Jab'a () is a Palestinian village in the central West Bank, located 17 kilometers north of Hebron and 15 kilometers southwest of Bethlehem. Located three kilometers east of the Green Line, it is located in the Seam Zone, surrounded by the Israeli settlements in the Gush Etzion Regional Council and the Israeli West Bank barrier. Nearby Palestinian towns and villages include Surif adjacent to the Jaba'a, Wadi Fukin and Nahalin to the north. It is the northernmost locality in the Hebron Governorate. According to the Palestinian Central Bureau of Statistics, Jab'a had a population of approximately 896 in 2007.  Jab'a has a total land area of 10,099 dunams, of which 1,002 dunams as built-up area.

History
Jab'a dates back to the Canaanites. The village is mentioned in Eusebius' renowned work, Onomasticon, as Gabatha [Gava'ot] (Γαβαθα), believed by historical geographer, Samuel Klein, to be Jab'a southeast of Bayt Nattif. Jab'a has been identified by Conder as the biblical site of Gibeah,  Although not conclusive, it is said to be the burial-site of Habakuk the prophet. Elsewhere Eusebius purports that Habakuk was buried near a place called Ενκηλα (`Ain Qe'ilah), seven miles from Bayt Jibrin, and which place is now called Khirbet Qila.  Byzantine ceramics have been found here.

Ottoman era
In 1596, Jaba appeared in Ottoman tax registers as being in the Nahiya of Quds of the Liwa of Quds, with a population of 3 Muslim households. The villagers paid a fixed tax-rate of 33,3 %  on wheat, barley, olives, and goats or beehives;  a total of 1,110 akçe.

In 1863, the French explorer Victor Guérin   found Jab'a reduced  to a hundred souls, while the Palestine Exploration Fund's  Survey of Western Palestine  described Jeba in 1883   as "a small village standing upon a high, narrow ridge, with a steep valley to the north. The houses are of stone. To the east are caves in the face of the rock."

British  Mandate of Palestine era
In the 1922 census of Palestine conducted  by the British Mandate authorities, Al Jaba'a had a population of 122 inhabitants, all Muslims.  while at the time of the 1931 census,  El Jab'a had a population of 176, still Muslim, living in a total of 36 houses.

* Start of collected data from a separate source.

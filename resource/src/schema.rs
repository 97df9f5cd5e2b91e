//! Attribute declarations of the `libp2p_key` resource
//!
//! A host uses these to tell inputs from outputs, to validate inputs before anything is
//! generated, and to know which values it has to keep out of logs and diffs.

use crate::error::{ErrorCode, KeyResourceError, KeyResourceResult};
use libp2p_keygen::KeyAlgorithm;
use serde::Serialize;

#[derive(Debug, Clone, Copy, PartialEq, Eq, Serialize)]
#[serde(rename_all = "snake_case")]
pub enum AttributeKind {
    Required,
    Optional,
    Computed,
}

#[derive(Debug, Clone, Copy, PartialEq, Eq, Serialize)]
#[serde(rename_all = "snake_case")]
pub enum AttributeType {
    String,
    Int64,
}

#[derive(Debug, Clone, Copy, PartialEq, Eq, Serialize)]
#[serde(rename_all = "snake_case")]
pub enum Validator {
    OneOf(&'static [&'static str]),
    AtLeast(i64),
}

impl Validator {
    pub fn check_str(&self, attribute: &str, value: &str) -> KeyResourceResult<()> {
        match self {
            Validator::OneOf(allowed) if !allowed.contains(&value) => Err(invalid(format!(
                "attribute `{}` must be one of {}, got `{}`",
                attribute,
                allowed.join(", "),
                value
            ))),
            _ => Ok(()),
        }
    }

    pub fn check_int(&self, attribute: &str, value: i64) -> KeyResourceResult<()> {
        match self {
            Validator::AtLeast(min) if value < *min => Err(invalid(format!(
                "attribute `{}` must be at least {}, got {}",
                attribute, min, value
            ))),
            _ => Ok(()),
        }
    }
}

fn invalid(message: String) -> KeyResourceError {
    ErrorCode::ERR_INVALID_INPUT.with_message(message)
}

#[derive(Debug, Clone, PartialEq, Eq, Serialize)]
pub struct Attribute {
    pub name: &'static str,
    pub kind: AttributeKind,
    #[serde(rename = "type")]
    pub ty: AttributeType,
    pub sensitive: bool,
    /// Computed values survive a plan unchanged instead of becoming unknown.
    pub use_state_for_unknown: bool,
    pub validators: Vec<Validator>,
    pub description: &'static str,
}

impl Attribute {
    fn computed(name: &'static str, description: &'static str) -> Self {
        Self {
            name,
            kind: AttributeKind::Computed,
            ty: AttributeType::String,
            sensitive: false,
            use_state_for_unknown: true,
            validators: Vec::new(),
            description,
        }
    }

    fn sensitive(mut self) -> Self {
        self.sensitive = true;
        self
    }
}

#[derive(Debug, Clone, PartialEq, Eq, Serialize)]
pub struct Schema {
    pub attributes: Vec<Attribute>,
}

const KEY_TYPES: [&str; 4] = [
    KeyAlgorithm::Rsa.as_str(),
    KeyAlgorithm::Ed25519.as_str(),
    KeyAlgorithm::Secp256k1.as_str(),
    KeyAlgorithm::Ecdsa.as_str(),
];

impl Schema {
    pub fn key() -> Self {
        Self {
            attributes: vec![
                Attribute::computed("id", "Unique ID of the key (CID)"),
                Attribute {
                    name: "type",
                    kind: AttributeKind::Required,
                    ty: AttributeType::String,
                    sensitive: false,
                    use_state_for_unknown: false,
                    validators: vec![Validator::OneOf(&KEY_TYPES)],
                    description: "Key type",
                },
                Attribute {
                    name: "bits",
                    kind: AttributeKind::Optional,
                    ty: AttributeType::Int64,
                    sensitive: false,
                    use_state_for_unknown: false,
                    validators: vec![Validator::AtLeast(1)],
                    description: "Bits count for RSA key",
                },
                Attribute::computed("private", "Private key encoded in base64").sensitive(),
                Attribute::computed("public", "Public key encoded in base64").sensitive(),
                Attribute::computed("peer_id", "PeerID encoded in base58"),
            ],
        }
    }

    pub fn attribute(&self, name: &str) -> Option<&Attribute> {
        self.attributes.iter().find(|a| a.name == name)
    }

    pub fn sensitive(&self) -> impl Iterator<Item = &'static str> + '_ {
        self.attributes.iter().filter(|a| a.sensitive).map(|a| a.name)
    }

    pub fn is_sensitive(&self, name: &str) -> bool {
        self.attribute(name).map(|a| a.sensitive).unwrap_or(false)
    }

    pub fn check_str(&self, name: &str, value: &str) -> KeyResourceResult<()> {
        self.validators(name).try_for_each(|v| v.check_str(name, value))
    }

    pub fn check_int(&self, name: &str, value: i64) -> KeyResourceResult<()> {
        self.validators(name).try_for_each(|v| v.check_int(name, value))
    }

    fn validators<'a>(&'a self, name: &str) -> impl Iterator<Item = &'a Validator> + 'a {
        self.attribute(name).into_iter().flat_map(|a| a.validators.iter())
    }
}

In the 1945 statistics the population of El Jab'a  was 210, all Muslims, who owned 5,593 dunams of land  according to an official land and population survey. 102 dunams were plantations and irrigable land, 1,880 used for cereals, while 12 dunams were built-up (urban) land.

Jordanian era
In the wake of the 1948 Arab–Israeli War, and after the 1949 Armistice Agreements, Jab’a came under  Jordanian rule.

The Jordanian census of 1961 found 332 inhabitants.

1967 and aftermath
Since the Six-Day War in 1967, Jab'a has been held under Israeli occupation.

After the 1995 accords, 3.5% of village land was classified as Area B land, while the remaining 96.5% was classified as Area C. Israel has put Jab'a inside the Gush Etzion block, effectively isolating it from its Palestinian neighbours. The Israeli West Bank barrier will extend on Al Jab’a lands, isolating 90% of Jab'a's land from the village.

On 25 February 2015, in an apparent price tag attack, a mosque in the village was torched. Israeli police were investigating it. The attack coincided with the anniversary of the Cave of the Patriarchs massacre that took place in Hebron 21 years ago. The fire was discovered by worshipers who quickly extinguished it. The carpets and walls were damaged but no one was reported to have been injured. Graffiti in Hebrew called for "revenge attacks" against Arabs and Muslims, according to eyewitnesses.

In October 2020, Israeli settlers destroyed 300 olive trees in the northern part of the village.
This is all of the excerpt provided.